As soon as I entered the classroom on my very first day of graduate school, the professor pointed out two columns on the blackboard, one labeled Student, the other Teacher.  He then asked me to write a word under each heading that represented my description-slash-definition of it.  Walking toward a vacant desk, I took a quick glance at the smattering of words already written by my fellow students.  Surprisingly, many, if not most, of them had distinctly negative connotations.  For example, under Student, someone had written a number.  (Well, it was the Seventies, although I’m not sure if the Bob Seger song, Feel Like a Number, had actually come out yet.)

As I stuffed my backpack & motorcycle helmet under my seat (hey, I said it was the Seventies!), I quickly scanned my own psyche for any hints of unhappiness, frustration or resentment at being back in college.  I could find none.  After a year spent working at a local government agency, heading to graduate school was my way of saying “no thank you” to a lifelong career as a bureaucrat.

In fact, not only did I have no axe to grind, my decision to pursue an advanced degree actually signaled something of a sea change in my relationship to formal education for I had turned to it instinctively as a way – as the way – to find some much-needed direction in my life.  You see, I had always been brought up to value education.  In a family where reading was a favorite pastime & even the books themselves were revered – saving your place by leaving one lying face down or by dog-earring a page always earned you a rebuke – knowledge & the pursuit of it were unvaryingly encouraged, supported & rewarded.  But now, being at loose ends for the first time in my admittedly-young life, I had discovered that I had faith in education, too; faith that it would provide me with a clear way forward into what I perceived as my murky future.
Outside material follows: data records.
//! Narrative summary
//!
//! Assembles a short plain-language description of a session from the final
//! insight list, the scores and the session metadata. Every clause is optional;
//! missing data drops the clause rather than failing.

use crate::patterns::Patterns;
use crate::timeline::SessionTimeline;
use crate::types::{Insight, InsightType, Score, SessionMeta};

const PRODUCT_INTEREST_MIN_VIEWS: usize = 2;
const HEALTHY_ENGAGEMENT: u8 = 70;

/// Exit clause keyed on a phrase of the exit insight title, first match wins
const EXIT_CLAUSES: &[(&str, &str)] = &[
    ("Error-driven", "They left after encountering a JavaScript error."),
    ("Frustration-driven", "They left due to frustration."),
    (
        "Abandoned",
        "They abandoned the session at a critical conversion page.",
    ),
    (
        "Bounce",
        "The session was a bounce - the content likely did not match their expectations.",
    ),
];

/// Inputs the summary is built from
pub struct SummaryInput<'a> {
    pub timeline: &'a SessionTimeline,
    pub meta: &'a SessionMeta,
    /// Final insights, most severe first
    pub insights: &'a [Insight],
    pub score: Score,
    pub patterns: &'a Patterns,
}

pub struct SessionSummarizer;

impl SessionSummarizer {
    pub fn summarize(input: &SummaryInput<'_>) -> String {
        let clauses = [
            Some(opening(input)),
            behavior_clause(input.insights),
            product_interest(input),
            exit_clause(input.insights),
            closing(input),
        ];

        clauses.into_iter().flatten().collect::<Vec<_>>().join(" ")
    }
}

fn opening(input: &SummaryInput<'_>) -> String {
    let visitor = match input.meta.country.as_deref().filter(|c| !c.is_empty()) {
        Some(country) => format!("This visitor from {}", country),
        None => "This visitor".to_string(),
    };
    let pages = input.timeline.page_views().len();
    let plural = if pages == 1 { "" } else { "s" };

    format!(
        "{} spent {} browsing {} page{}.",
        visitor,
        format_duration(input.timeline.duration_ms()),
        pages,
        plural
    )
}

/// `"{m}m {s}s"`, or `"{s}s"` under a minute
fn format_duration(ms: i64) -> String {
    let ms = ms.max(0);
    let mins = ms / 60_000;
    let secs = (ms % 60_000) / 1_000;
    if mins > 0 {
        format!("{}m {}s", mins, secs)
    } else {
        format!("{}s", secs)
    }
}

fn behavior_clause(insights: &[Insight]) -> Option<String> {
    let mut frustrations = insights
        .iter()
        .filter(|i| i.insight_type == InsightType::Frustration);

    if let Some(top) = frustrations.next() {
        let title = top.title.to_lowercase();
        return Some(match top.page.as_deref() {
            Some(page) => format!("They showed frustration on {}: {}.", page, title),
            None => format!("They showed frustration: {}.", title),
        });
    }

    let engagements: Vec<&Insight> = insights
        .iter()
        .filter(|i| i.insight_type == InsightType::Engagement)
        .collect();
    if engagements.is_empty() {
        return None;
    }

    let pages: Vec<&str> = engagements
        .iter()
        .filter_map(|i| i.page.as_deref())
        .take(2)
        .collect();
    Some(if pages.is_empty() {
        "The session showed good overall engagement.".to_string()
    } else {
        format!("They showed strong engagement on {}.", pages.join(" and "))
    })
}

fn product_interest(input: &SummaryInput<'_>) -> Option<String> {
    let views = input
        .timeline
        .page_urls()
        .filter(|url| input.patterns.is_product_page(url))
        .count();
    (views >= PRODUCT_INTEREST_MIN_VIEWS)
        .then(|| format!("They showed high interest in product pages ({} views).", views))
}

fn exit_clause(insights: &[Insight]) -> Option<String> {
    let exit = insights
        .iter()
        .find(|i| i.insight_type == InsightType::ExitIntent)?;
    EXIT_CLAUSES
        .iter()
        .find(|(phrase, _)| exit.title.contains(phrase))
        .map(|(_, clause)| clause.to_string())
}

fn closing(input: &SummaryInput<'_>) -> Option<String> {
    match input.insights.iter().find(|i| i.severity.is_urgent()) {
        Some(urgent) if !urgent.recommendation.is_empty() => {
            Some(format!("Recommendation: {}", urgent.recommendation))
        }
        Some(_) => None,
        None if input.score.engagement > HEALTHY_ENGAGEMENT => {
            Some("Overall, this was a healthy session with good engagement.".to_string())
        }
        None => None,
    }
}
So what did I end up writing on the blackboard that day?  Under Student I wrote seeker & under Teacher I wrote guide.  A year or two earlier, anxious to get my B.A. degree so I could “get on” with my life, who knows what words I may have written.  But on that day & on every day since, those are the very words that best describe to me what it means to be a student & a teacher.

For the fact is, of course, that we all are, to one extent or another, both students & teachers throughout our lives.  The opportunity to learn, to be a seeker of knowledge & of skills, surrounds us as long as we breathe air.  Likewise, we constantly have opportunities to guide & mentor others in ways both large & small.  Whether in the context of my studio or of my blog, whether at a museum, in a garden or at the cinema, I have found that both learning & teaching, seeking & guiding, enrich my life immeasurably & ultimately, they give it meaning in ways that nothing else can.